Retype, exactly as they appear below, the lines between the line holding "self.deadline.is_match(text) && self.premium.is_match(text)" and the line holding "pub struct PriorityResolver", both ends included.

> Stored entries:
====================

//! Repository trait, the single persistence seam for messages and orders.
//!
//! Every entity lives behind its own async mutex. Holding an entity's
//! handle lock serializes all writes to that entity while leaving other
//! entities free.

use std::sync::Arc;

use async_trait::async_trait;
use tokio::sync::Mutex;
use uuid::Uuid;

use crate::error::StoreError;

/// Shared, individually locked entity.
pub type Handle<T> = Arc<Mutex<T>>;

/// Something a repository can key by id.
pub trait Entity: Clone + Send + Sync + 'static {
    const KIND: &'static str;
    fn id(&self) -> Uuid;
}

#[async_trait]
pub trait Repository<T: Entity>: Send + Sync {
    /// Insert a new entity. Fails if the id is taken.
    async fn insert(&self, entity: T) -> Result<Handle<T>, StoreError>;

    /// Handle for one entity.
    async fn get(&self, id: Uuid) -> Option<Handle<T>>;

    /// Handles for every entity, in insertion order. The collection lock is
    /// released before this returns; callers lock entities one at a time.
    async fn handles(&self) -> Vec<Handle<T>>;

    /// Point-in-time copy of one entity.
    async fn snapshot(&self, id: Uuid) -> Option<T> {
        let handle = self.get(id).await?;
        let entity = handle.lock().await;
        Some(entity.clone())
    }

    async fn count(&self) -> usize {
        self.handles().await.len()
    }
}
//! Inbound message pipeline.
//!
//! Every message flows through:
//! 1. `Classifier::classify()`: ordered keyword and attachment rules
//! 2. `PriorityResolver::resolve()`: tier and response deadline
//! 3. `Router::route()`: exactly one handler, escalation as the fallback
//! 4. Reply template selection and, for orders, order creation
//!
//! Steps 1–3 are pure functions of the message. Side effects live in
//! `InboundProcessor`.

pub mod attachments;
pub mod classifier;
pub mod priority;
pub mod processor;
pub mod replies;
pub mod routing;
pub mod types;
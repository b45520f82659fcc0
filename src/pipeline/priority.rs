//! Priority tiers, SLA deadlines, and expedite detection.

use std::collections::HashSet;

use chrono::{DateTime, Duration, Utc};
use regex::Regex;
use tracing::debug;

use crate::config::SlaPolicy;
use crate::error::ValidationError;
use crate::pipeline::types::{
    Classification, InboundMessage, Intent, PriorityAssessment, PriorityTier, domain_matches,
};

/// Detects expedite requests: a time-bound delivery promise AND a
/// premium-payment offer. Either phrase alone is not enough.
#[derive(Debug, Clone)]
pub struct ExpediteDetector {
    deadline: Regex,
    premium: Regex,
}

impl ExpediteDetector {
    pub fn new() -> Self {
        Self {
            deadline: Regex::new(
                r"(?i)\b(within\s+\d+\s*(hours?|hrs?|days?)|by\s+(tomorrow|tonight|monday|tuesday|wednesday|thursday|friday|saturday|sunday|end\s+of\s+(the\s+)?(day|week))|next[\s-]day|asap|overnight)\b",
            )
            .unwrap(),
            premium: Regex::new(
                r"(?i)\b(pay\s+(a\s+)?(premium|extra|surcharge|double)|premium\s+(fee|payment|rate|shipping)|expedit\w*\s+(fee|charge|surcharge|cost)|willing\s+to\s+pay|additional\s+(fee|charge|cost)s?)\b",
            )
            .unwrap(),
        }
    }

    pub fn detect(&self, text: &str) -> bool {
        self.deadline.is_match(text) && self.premium.is_match(text)
    }
}

impl Default for ExpediteDetector {
    fn default() -> Self {
        Self::new()
    }
}

/// Computes the priority tier and response deadline for a classified message.
#[derive(Debug, Clone)]
pub struct PriorityResolver {
    oem_domains: HashSet<String>,
    policy: SlaPolicy,
}

impl PriorityResolver {
    pub fn new(oem_domains: impl IntoIterator<Item = String>, policy: SlaPolicy) -> Self {
        Self {
            oem_domains: oem_domains.into_iter().map(|d| d.to_lowercase()).collect(),
            policy,
        }
    }

    pub fn is_oem(&self, domain: &str) -> bool {
        domain_matches(domain, &self.oem_domains)
    }

    /// First match wins: urgency, OEM sender, complaint, otherwise normal.
    /// A receipt time too close to the end of the calendar is rejected.
    pub fn resolve(
        &self,
        message: &InboundMessage,
        classification: &Classification,
    ) -> Result<PriorityAssessment, ValidationError> {
        let (priority, reason) = if classification.urgent {
            (PriorityTier::Critical, "expedite requested")
        } else if self.is_oem(&message.sender_domain) {
            (PriorityTier::Oem, "OEM sender domain")
        } else if classification.intent == Intent::Complaint {
            (PriorityTier::Critical, "complaint")
        } else {
            (PriorityTier::Normal, "default")
        };

        let response_deadline = self.deadline_for(priority, message.received_at)?;
        debug!(
            message_id = %message.id,
            priority = %priority,
            deadline = %response_deadline,
            reason,
            "Priority resolved"
        );

        Ok(PriorityAssessment {
            priority,
            response_deadline,
            reason: reason.to_string(),
        })
    }

    pub fn deadline_for(
        &self,
        tier: PriorityTier,
        received_at: DateTime<Utc>,
    ) -> Result<DateTime<Utc>, ValidationError> {
        offset(received_at, self.policy.hours_for(tier))
    }

    /// Ship-by for an expedited order: a fixed window from receipt, regardless of tier.
    pub fn expedite_ship_by(&self, received_at: DateTime<Utc>) -> Result<DateTime<Utc>, ValidationError> {
        offset(received_at, self.policy.expedite_window_hours)
    }

    pub fn policy(&self) -> &SlaPolicy {
        &self.policy
    }
}

fn offset(from: DateTime<Utc>, hours: u32) -> Result<DateTime<Utc>, ValidationError> {
    from.checked_add_signed(Duration::hours(i64::from(hours)))
        .ok_or(ValidationError::InvalidTimestamp(from))
}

====================

> Answer area:
        self.deadline.is_match(text) && self.premium.is_match(text)
    }
}

impl Default for ExpediteDetector {
    fn default() -> Self {
        Self::new()
    }
}

/// Computes the priority tier and response deadline for a classified message.
#[derive(Debug, Clone)]
pub struct PriorityResolver {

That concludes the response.